Et qu’en est-il au Canada et au Québec? Les tarifs, fixés par le Conseil des arts, ne varient pas selon le sexe de la personne qui traduit (ni, il faut le dire, selon les années d’expérience). Il ne semble pas y avoir de hiérarchie qui attribuerait aux hommes le privilège de traduire les originaux les plus prestigieux. Depuis 1987, année de sa création, le prix du Gouverneur général de la traduction du français vers l’anglais a été attribué a 22 hommes et à 14 femmes; celui de la traduction de l’anglais vers le français à 18 hommes et à 22 femmes (les chiffres sont plus élevés que le nombre d’années d’attribution du prix à cause des paires de traducteurs); par contre, une grande majorité des livres primés a été écrit par un homme.

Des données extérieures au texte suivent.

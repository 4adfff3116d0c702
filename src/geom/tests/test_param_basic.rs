use rand::rngs::StdRng;
use rand::{Rng, SeedableRng};

use crate::geom::{
    ApproximatorOptions, AssociationMethod, FitError, PointOrdering, PointSet, associate,
};

fn random_walk(rng: &mut StdRng, n: usize, dims: usize) -> PointSet {
    let mut p = [0.0_f64; 3];
    let rows: Vec<Vec<f64>> = (0..n)
        .map(|_| {
            for c in p.iter_mut().take(dims) {
                *c += rng.random_range(-1.0..1.0);
            }
            p[..dims].to_vec()
        })
        .collect();
    PointSet::from_rows(&rows).unwrap()
}

#[test]
fn chord_length_spans_unit_interval_and_never_decreases() {
    let mut rng = StdRng::seed_from_u64(7);
    let options = ApproximatorOptions::default();
    for (n, dims) in [(4, 2), (17, 3), (120, 2), (300, 3)] {
        let points = random_walk(&mut rng, n, dims);
        let params = associate(&points, AssociationMethod::ChordLength, &options).unwrap();
        assert_eq!(params.len(), n);
        assert_eq!(params[0], 0.0);
        assert_eq!(params[n - 1], 1.0);
        assert!(params.windows(2).all(|w| w[0] <= w[1]));
    }
}

#[test]
fn xyz_norm_spans_unit_interval_and_never_decreases() {
    let mut rng = StdRng::seed_from_u64(11);
    let points = random_walk(&mut rng, 50, 3);
    let params =
        associate(&points, AssociationMethod::XyzNorm, &ApproximatorOptions::default()).unwrap();
    assert_eq!(params.len(), 50);
    assert_eq!(params[0], 0.0);
    assert_eq!(params[49], 1.0);
    assert!(params.windows(2).all(|w| w[0] <= w[1]));
}

#[test]
fn three_points_are_insufficient_for_every_method() {
    let points = PointSet::from_xy(&[[0.0, 0.0], [1.0, 1.0], [2.0, 0.0]]).unwrap();
    for method in AssociationMethod::ALL {
        assert_eq!(
            associate(&points, method, &ApproximatorOptions::default()),
            Err(FitError::InsufficientData {
                provided: 3,
                required: 4
            })
        );
    }
}

#[test]
fn coincident_points_are_degenerate() {
    let points = PointSet::from_xy(&[[1.0, 1.0]; 6]).unwrap();
    for method in AssociationMethod::ALL {
        assert!(matches!(
            associate(&points, method, &ApproximatorOptions::default()),
            Err(FitError::DegenerateInput { .. })
        ));
    }
}

#[test]
fn parameters_do_not_depend_on_scale() {
    let mut rng = StdRng::seed_from_u64(23);
    let points = random_walk(&mut rng, 40, 2);
    let options = ApproximatorOptions::default();
    for scale in [1e-12, 1e-6, 1e6] {
        let rows: Vec<[f64; 2]> = points.iter().map(|p| [p.x * scale, p.y * scale]).collect();
        let scaled = PointSet::from_xy(&rows).unwrap();
        for method in [AssociationMethod::ChordLength, AssociationMethod::XyzNorm] {
            let expected = associate(&points, method, &options).unwrap();
            let params = associate(&scaled, method, &options).unwrap();
            for (a, b) in expected.iter().zip(&params) {
                assert!((a - b).abs() < 1e-9, "{method} at scale {scale}");
            }
        }
    }

    let tiny = PointSet::from_xy(&[[0.0, 0.0], [1e-13, 0.0], [2e-13, 1e-13], [3e-13, 0.0]]).unwrap();
    assert!(associate(&tiny, AssociationMethod::ChordLength, &options).is_ok());
}

#[test]
fn duplicate_consecutive_points_share_a_parameter() {
    let points =
        PointSet::from_xy(&[[0.0, 0.0], [1.0, 0.0], [1.0, 0.0], [2.0, 0.0], [3.0, 0.0]]).unwrap();
    let params = associate(
        &points,
        AssociationMethod::ChordLength,
        &ApproximatorOptions::default(),
    )
    .unwrap();
    assert_eq!(params[1], params[2]);
}

#[test]
fn anisotropic_set_separates_chord_length_from_xyz_norm() {
    // Spread ten times wider in x than in y.
    let points = PointSet::from_xy(&[[0.0, 0.0], [1.0, 1.0], [5.0, 1.0], [10.0, 0.0]]).unwrap();
    let options = ApproximatorOptions::default();
    let chord = associate(&points, AssociationMethod::ChordLength, &options).unwrap();
    let norm = associate(&points, AssociationMethod::XyzNorm, &options).unwrap();

    assert_eq!(chord.len(), points.len());
    assert_eq!(norm.len(), points.len());
    assert!((chord[1] - norm[1]).abs() > 0.1);

    // Same index correspondence: both orderings sort the points identically.
    let order = |params: &[f64]| {
        let mut idx: Vec<usize> = (0..params.len()).collect();
        idx.sort_by(|&a, &b| params[a].total_cmp(&params[b]));
        idx
    };
    assert_eq!(order(&chord), order(&norm));
    assert_eq!(order(&chord), vec![0, 1, 2, 3]);
}

#[test]
fn principal_axis_ordering_scatters_parameters_back_to_input_indices() {
    let xs = [6.0, 0.0, 9.0, 3.0, 10.0, 1.0, 4.0];
    let rows: Vec<[f64; 2]> = xs.iter().map(|&x| [x, 0.25 * x]).collect();
    let points = PointSet::from_xy(&rows).unwrap();
    let options = ApproximatorOptions::default().with_ordering(PointOrdering::PrincipalAxis);
    let params = associate(&points, AssociationMethod::ChordLength, &options).unwrap();

    let forward = xs.iter().zip(&params).all(|(x, t)| (t - x / 10.0).abs() < 1e-12);
    let backward = xs.iter().zip(&params).all(|(x, t)| (t - (1.0 - x / 10.0)).abs() < 1e-12);
    assert!(forward || backward, "{params:?}");
}

#[test]
fn iterative_parameters_stay_in_unit_interval() {
    let mut rng = StdRng::seed_from_u64(3);
    let rows: Vec<[f64; 2]> = (0..40)
        .map(|i| {
            let x = f64::from(i) * 0.5;
            [x, (x / 3.0).sin() + rng.random_range(-0.05..0.05)]
        })
        .collect();
    let points = PointSet::from_xy(&rows).unwrap();
    let params = associate(
        &points,
        AssociationMethod::Iterative,
        &ApproximatorOptions::default(),
    )
    .unwrap();

    assert_eq!(params.len(), 40);
    assert!(params.iter().all(|t| (0.0..=1.0).contains(t)));
    assert_eq!(params.iter().copied().fold(f64::INFINITY, f64::min), 0.0);
    assert_eq!(params.iter().copied().fold(f64::NEG_INFINITY, f64::max), 1.0);
}

#[test]
fn invalid_options_are_reported_before_association() {
    let points = PointSet::from_xy(&[[0.0, 0.0], [1.0, 1.0], [2.0, 0.0], [3.0, 1.0]]).unwrap();
    let options = ApproximatorOptions::default().with_max_iter(0);
    assert!(matches!(
        associate(&points, AssociationMethod::ChordLength, &options),
        Err(FitError::InvalidInput { .. })
    ));
}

Fait réjouissant, les traductrices consultées affirment n’avoir à peu près jamais vécu le sexisme. Par quel miracle la traduction littéraire serait-elle l’exception à la règle parmi les métiers culturels dont on a dénoncé les partis pris discriminatoires dans les médias (cinéma, théâtre, musique, jeux vidéo, etc.)? Parce que les femmes y dominent largement? Parce que c’est un domaine moins prestigieux au départ? Quoi qu’il en soit, il semble plus urgent chez nous de mener d’autres combats qui touchent tous les membres de la profession : les droits d’auteur (très rarement consentis), la visibilité professionnelle (nom du traducteur en couverture, mention dans les recensions médiatiques) et, plus largement, la reconnaissance des traducteurs en tant que créateurs, toutes mesures destinées à rehausser le statut subordonné de la profession, qu’il soit lié ou non à la grande présence des femmes.
Lori Saint-Martin est professeure de littérature à l’UQAM. En collaboration avec Paul Gagné, elle a traduit plus de quarante romans et essais et obtenu le Prix du Gouverneur général pour la traduction de l’anglais vers le français en 2000, 2007, 2015 et 2018.